Return, from the data that follows, each line that holds the word "logging".
--- START ---
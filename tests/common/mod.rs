// tests/common/mod.rs
//
// A reference chat server and a channel-backed view for driving the client
// end to end.

#![allow(dead_code)]

use axum::{
    Router,
    extract::{
        State, WebSocketUpgrade,
        ws::{Message as WsMessage, WebSocket},
    },
    response::IntoResponse,
    routing::get,
};
use chat_client::{ClientConfig, Message, MessageType, View};
use futures_util::{sink::SinkExt, stream::StreamExt};
use std::{collections::HashMap, net::SocketAddr, sync::Arc, time::Duration};
use tokio::sync::{Mutex, mpsc};

/// Logged-in users and the outbound queue of their connection.
type Users = Arc<Mutex<HashMap<String, mpsc::UnboundedSender<String>>>>;

#[derive(Clone)]
struct ServerState {
    users: Users,
    // Raw frames pushed to every new connection before anything else.
    greeting: Arc<Vec<String>>,
    // Every text frame received from any client, in arrival order.
    received: mpsc::UnboundedSender<String>,
}

/// Starts a chat server on an ephemeral port and returns its address.
pub async fn spawn_server(greeting: Vec<String>) -> SocketAddr {
    spawn_recording_server(greeting).await.0
}

/// Like [`spawn_server`], also returning the raw frames clients send.
pub async fn spawn_recording_server(
    greeting: Vec<String>,
) -> (SocketAddr, mpsc::UnboundedReceiver<String>) {
    let (received, frames) = mpsc::unbounded_channel();
    let state = ServerState {
        users: Arc::new(Mutex::new(HashMap::new())),
        greeting: Arc::new(greeting),
        received,
    };
    let app = Router::new()
        .route("/websocket", get(websocket_handler))
        .with_state(state);

    let listener = tokio::net::TcpListener::bind("127.0.0.1:0").await.unwrap();
    let addr = listener.local_addr().unwrap();
    tokio::spawn(async move {
        axum::serve(listener, app).await.unwrap();
    });
    (addr, frames)
}

pub fn config_for(addr: SocketAddr) -> ClientConfig {
    ClientConfig {
        host: addr.to_string(),
        color: false,
        ..ClientConfig::default()
    }
}

async fn websocket_handler(ws: WebSocketUpgrade, State(state): State<ServerState>) -> impl IntoResponse {
    ws.on_upgrade(|socket| handle_socket(socket, state))
}

async fn handle_socket(socket: WebSocket, state: ServerState) {
    let (mut sender, mut receiver) = socket.split();
    let (tx, mut rx) = mpsc::unbounded_channel::<String>();

    let write_task = tokio::spawn(async move {
        while let Some(text) = rx.recv().await {
            if sender.send(WsMessage::Text(text.into())).await.is_err() {
                break;
            }
        }
    });

    for frame in state.greeting.iter() {
        let _ = tx.send(frame.clone());
    }

    let mut user_name = None;
    while let Some(Ok(WsMessage::Text(text))) = receiver.next().await {
        let _ = state.received.send(text.as_str().to_owned());
        let Ok(msg) = Message::from_json(text.as_str()) else {
            continue;
        };
        route(&state.users, msg, &tx, &mut user_name).await;
    }

    if let Some(name) = user_name {
        state.users.lock().await.remove(&name);
    }
    write_task.abort();
}

/// Routes one client message the way the chat server does.
async fn route(
    users: &Users,
    msg: Message,
    connection: &mpsc::UnboundedSender<String>,
    user_name: &mut Option<String>,
) {
    let mut users = users.lock().await;
    let frame = msg.to_json().unwrap();

    match msg.message_type {
        MessageType::Login => {
            if users.contains_key(&msg.sender_user_name) {
                let failed = Message::login_failed("user name already taken");
                let _ = connection.send(failed.to_json().unwrap());
            } else {
                users.insert(msg.sender_user_name.clone(), connection.clone());
                *user_name = Some(msg.sender_user_name.clone());
                for user in users.values() {
                    let _ = user.send(frame.clone());
                }
            }
        }
        // Announced to the leaving user and everyone still logged in.
        MessageType::Logout => {
            users.remove(&msg.sender_user_name);
            *user_name = None;
            let _ = connection.send(frame.clone());
            for user in users.values() {
                let _ = user.send(frame.clone());
            }
        }
        MessageType::PublicMessage => {
            for user in users.values() {
                let _ = user.send(frame.clone());
            }
        }
        MessageType::PrivateMessage => {
            if let Some(receiver) = users.get(msg.receiver()) {
                let _ = receiver.send(frame.clone());
                let _ = connection.send(frame);
            }
        }
        MessageType::ListAllUsers => {
            let mut names: Vec<String> = users.keys().cloned().collect();
            names.sort();
            let _ = connection.send(Message::user_list(names).to_json().unwrap());
        }
        _ => {}
    }
}

/// Forwards every render call as a line of text.
pub struct ChannelView(mpsc::UnboundedSender<String>);

impl ChannelView {
    pub fn new() -> (Self, mpsc::UnboundedReceiver<String>) {
        let (tx, rx) = mpsc::unbounded_channel();
        (Self(tx), rx)
    }

    fn push(&self, line: String) {
        let _ = self.0.send(line);
    }
}

impl View for ChannelView {
    fn render_user_login(&mut self, user_name: &str) {
        self.push(format!("joined {user_name}"));
    }
    fn render_user_login_failed(&mut self, text: &str) {
        self.push(format!("login failed: {text}"));
    }
    fn render_user_logout(&mut self, user_name: &str) {
        self.push(format!("left {user_name}"));
    }
    fn render_user_logout_failed(&mut self, text: &str) {
        self.push(format!("logout failed: {text}"));
    }
    fn render_public_message(&mut self, sender: &str, text: &str) {
        self.push(format!("{sender}: {text}"));
    }
    fn render_private_message(&mut self, sender: &str, receiver: &str, text: &str, is_received: bool) {
        if is_received {
            self.push(format!("private from {sender}: {text}"));
        } else {
            self.push(format!("private to {receiver}: {text}"));
        }
    }
    fn render_all_users(&mut self, users: &[String]) {
        self.push(format!("users: {}", users.join(", ")));
    }
    fn add_as_list_item(&mut self, text: &str) {
        self.push(text.to_string());
    }
}

/// Next rendered line, failing the test if none arrives in time.
pub async fn next_line(lines: &mut mpsc::UnboundedReceiver<String>) -> String {
    tokio::time::timeout(Duration::from_secs(5), lines.recv())
        .await
        .expect("timed out waiting for the view")
        .expect("view channel closed")
}
// src/main.rs

use std::path::PathBuf;

use anyhow::{Context, Result};
use clap::Parser;
use tokio::sync::mpsc;
use tracing_subscriber::{layer::SubscriberExt, util::SubscriberInitExt};

use chat_client::config::{self, ClientConfig};
use chat_client::input::forward_lines;
use chat_client::{TerminalView, View, run_session};

#[derive(Parser)]
#[command(name = "chat-client")]
#[command(author, version, about = "Terminal client for the JSON websocket chat protocol")]
struct Cli {
    /// Path to configuration file
    #[arg(short, long)]
    config: Option<PathBuf>,

    /// Chat server host and port (overrides config)
    #[arg(long)]
    host: Option<String>,

    /// Send a logout when `login` is typed while logged in, like the legacy client
    #[arg(long)]
    login_fallthrough: bool,

    /// Disable bold user names
    #[arg(long)]
    no_color: bool,

    /// Enable verbose logging on stderr
    #[arg(short, long, action = clap::ArgAction::Count)]
    verbose: u8,

    /// Suppress all logging except errors
    #[arg(short, long)]
    quiet: bool,
}

#[tokio::main]
async fn main() -> Result<()> {
    let cli = Cli::parse();

    let log_level = match (cli.quiet, cli.verbose) {
        (true, _) => "error",
        (false, 0) => "warn",
        (false, 1) => "info",
        (false, 2) => "debug",
        (false, _) => "trace",
    };

    // Logs go to stderr so they never interleave with the chat on stdout.
    tracing_subscriber::registry()
        .with(tracing_subscriber::EnvFilter::new(
            std::env::var("RUST_LOG").unwrap_or_else(|_| log_level.into()),
        ))
        .with(
            tracing_subscriber::fmt::layer()
                .with_target(false)
                .with_writer(std::io::stderr),
        )
        .init();

    let mut config = load_client_config(cli.config.as_ref())?;
    if let Some(host) = cli.host {
        config.host = host;
    }
    if cli.login_fallthrough {
        config.login_fallthrough = true;
    }
    if cli.no_color {
        config.color = false;
    }

    let mut view = TerminalView::stdout(config.color);
    view.render_help_text();

    let (query_tx, query_rx) = mpsc::channel::<String>(32);

    // Stdin is read on a plain thread so a blocked read never holds up shutdown.
    std::thread::spawn(move || forward_lines(std::io::stdin().lock(), &query_tx));

    let session = run_session(&config, view, query_rx)
        .await
        .with_context(|| format!("Chat session with {} failed", config.endpoint()))?;

    tracing::info!(
        "Session ended (user: {:?}, logged in: {})",
        session.user_name(),
        session.is_logged_in()
    );
    Ok(())
}

/// Loads the config file named on the command line, else the default one if
/// it exists, else the built-in defaults.
fn load_client_config(path: Option<&PathBuf>) -> Result<ClientConfig> {
    if let Some(path) = path {
        return config::load_config(path)
            .with_context(|| format!("Failed to load config from {:?}", path));
    }

    let default_path = config::default_config_path();
    if default_path.exists() {
        Ok(config::load_config(&default_path).unwrap_or_else(|e| {
            tracing::warn!("Failed to load config from {:?}: {}", default_path, e);
            ClientConfig::default()
        }))
    } else {
        tracing::info!("Using default configuration");
        Ok(ClientConfig::default())
    }
}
--- END ---
▸ Answer to the exercise:
    /// Enable verbose logging on stderr
    /// Suppress all logging except errors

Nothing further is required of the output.